When people compare classifiers on a common testing dataset, the most common approach I see used to compare them is linear regression using % accuracy.

However, this feels wasteful to me, as it boils down a whole dataset into a single value - and ignores the fact the testing dataset could be very large, and provide high precision.

To give an example, I have a common testing dataset of 5,000 radiology images, and I want to compare *families* of classifiers (neural networks). Within each family of neural networks (e.g. EfficientNet, ResNet) there will be models of increasing numbers of parameters (e.g. EfficientNetB0, EfficientNetB1 … EfficientNetB7).

My initial thought was instead of regressing accuracy as linear regression, I could instead do:

```
model <- glmer(correct_prediction ~ model_size + (1 | model_family/specific_model) + (1 | image_id),
data = data, family = binomial)
```

But I’ve not seen this approach before.

Also, as it’s a random effect, rather than a fixed effect I don’t think it would allow me to compare individual families of networks?

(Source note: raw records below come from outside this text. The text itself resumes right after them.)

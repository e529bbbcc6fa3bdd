use serde::Serialize;

use crate::{DEFAULT_GATEWAY_PORT, GATEWAY_HOST};

#[derive(Debug, Clone, PartialEq, Eq)]
pub(crate) enum BindScope {
    Loopback,
    Other(String),
}

#[derive(Debug, Clone, Copy, PartialEq, Eq, Serialize)]
#[serde(rename_all = "lowercase")]
pub(crate) enum AuthMode {
    None,
    Token,
}

/// Gateway connection parameters. Replaced wholesale on every reload.
#[derive(Debug, Clone, PartialEq, Eq)]
pub(crate) struct ConnectionConfig {
    pub(crate) port: u16,
    pub(crate) bind_scope: BindScope,
    pub(crate) auth_mode: AuthMode,
    pub(crate) auth_token: String,
}

impl Default for ConnectionConfig {
    fn default() -> Self {
        Self {
            port: DEFAULT_GATEWAY_PORT,
            bind_scope: BindScope::Loopback,
            auth_mode: AuthMode::None,
            auth_token: String::new(),
        }
    }
}

impl ConnectionConfig {
    pub(crate) fn probe_url(&self) -> String {
        format!("http://{GATEWAY_HOST}:{}/", self.port)
    }

    /// Address loaded into the window once the gateway answers.
    pub(crate) fn gateway_url(&self) -> String {
        let base = self.probe_url();
        match self.bearer_token() {
            Some(token) => {
                let encoded: String = url::form_urlencoded::byte_serialize(token.as_bytes()).collect();
                format!("{base}?token={encoded}")
            }
            None => base,
        }
    }

    pub(crate) fn bearer_token(&self) -> Option<&str> {
        match self.auth_mode {
            AuthMode::Token if !self.auth_token.is_empty() => Some(self.auth_token.as_str()),
            _ => None,
        }
    }

    pub(crate) fn bridge_summary(&self) -> GatewayBridgeConfig {
        GatewayBridgeConfig {
            port: self.port,
            auth_mode: self.auth_mode,
            has_token: self.bearer_token().is_some(),
        }
    }
}

#[derive(Debug, Serialize)]
#[serde(rename_all = "camelCase")]
pub(crate) struct GatewayBridgeConfig {
    pub(crate) port: u16,
    pub(crate) auth_mode: AuthMode,
    pub(crate) has_token: bool,
}

#[derive(Debug, Serialize)]
pub(crate) struct BridgeResult {
    pub(crate) ok: bool,
    pub(crate) reason: Option<String>,
}

impl BridgeResult {
    pub(crate) fn success() -> Self {
        Self {
            ok: true,
            reason: None,
        }
    }

    pub(crate) fn failure(reason: impl Into<String>) -> Self {
        Self {
            ok: false,
            reason: Some(reason.into()),
        }
    }
}

impl From<Result<(), String>> for BridgeResult {
    fn from(result: Result<(), String>) -> Self {
        match result {
            Ok(()) => Self::success(),
            Err(reason) => Self::failure(reason),
        }
    }
}

#[derive(Debug, Serialize)]
#[serde(rename_all = "camelCase")]
pub(crate) struct SystemInfo {
    pub(crate) platform: String,
    pub(crate) arch: String,
    pub(crate) version: String,
    pub(crate) is_dark_mode: bool,
}

#[derive(Debug, Serialize)]
pub(crate) struct ThemeSummary {
    pub(crate) id: &'static str,
    pub(crate) name: &'static str,
    pub(crate) description: &'static str,
}

#[derive(Debug, Serialize)]
pub(crate) struct ThemeListing {
    pub(crate) themes: Vec<ThemeSummary>,
    pub(crate) current: &'static str,
}

#[cfg(test)]
mod tests {
    use super::*;

    #[test]
    fn gateway_url_has_no_query_without_token_mode() {
        let config = ConnectionConfig {
            port: 9000,
            ..ConnectionConfig::default()
        };
        assert_eq!(config.gateway_url(), "http://127.0.0.1:9000/");
    }

    #[test]
    fn gateway_url_appends_token_in_token_mode() {
        let config = ConnectionConfig {
            auth_mode: AuthMode::Token,
            auth_token: "abc123".to_string(),
            ..ConnectionConfig::default()
        };
        assert_eq!(config.gateway_url(), "http://127.0.0.1:18789/?token=abc123");
        assert_eq!(config.probe_url(), "http://127.0.0.1:18789/");
    }

    #[test]
    fn gateway_url_encodes_reserved_token_characters() {
        let config = ConnectionConfig {
            auth_mode: AuthMode::Token,
            auth_token: "a&b=c d".to_string(),
            ..ConnectionConfig::default()
        };
        assert_eq!(
            config.gateway_url(),
            "http://127.0.0.1:18789/?token=a%26b%3Dc+d"
        );
    }

    #[test]
    fn empty_token_is_not_sent_and_not_reported() {
        let config = ConnectionConfig {
            auth_mode: AuthMode::Token,
            ..ConnectionConfig::default()
        };
        assert_eq!(config.bearer_token(), None);
        assert_eq!(config.gateway_url(), "http://127.0.0.1:18789/");

        let summary = config.bridge_summary();
        assert_eq!(summary.auth_mode, AuthMode::Token);
        assert!(!summary.has_token);
    }

    #[test]
    fn token_is_ignored_outside_token_mode() {
        let config = ConnectionConfig {
            auth_token: "leftover".to_string(),
            ..ConnectionConfig::default()
        };
        assert_eq!(config.bearer_token(), None);
    }

    #[test]
    fn bridge_summary_serializes_without_token() {
        let config = ConnectionConfig {
            auth_mode: AuthMode::Token,
            auth_token: "secret".to_string(),
            ..ConnectionConfig::default()
        };
        let json = serde_json::to_value(config.bridge_summary()).expect("serialize summary");
        assert_eq!(
            json,
            serde_json::json!({ "port": 18789, "authMode": "token", "hasToken": true })
        );
        assert!(!json.to_string().contains("secret"));
    }
}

Instead, could I do something like this:

```
model <- glmer(correct_prediction ~ model_family + model_size + (1 | model_family/specific_model) + (1 | image_id),
data = data, family = binomial)
```

Where I include `model_family`

as a fixed effect as well as a random effect.

Finally, I’m almost certain model_size will have a non-linear relationship (moving from small to medium models will offer big boosts, but medium to large less so), so I was thinking about modelling this using a restricted cubic spline, like so:

```
library(rms)
library(lme4)
library(lmerTest)
dat <- datadist(data)
options(datadist = 'dat')
model <- glmer(correct_prediction ~ rcs(model_size, 3) + model_family + (1 | model_family/specific_model) + (1 | image_id),
data = data, family = binomial)
```

Does this seem a sensible approach? As I’ve said, I’ve not really seen people using logistic regression for test scores, and yet to me it feels quite a logical (sorry) approach? And by adding `image_id`

as a fixed effect it’s also allowing me to do a paired analysis for each question, effectively.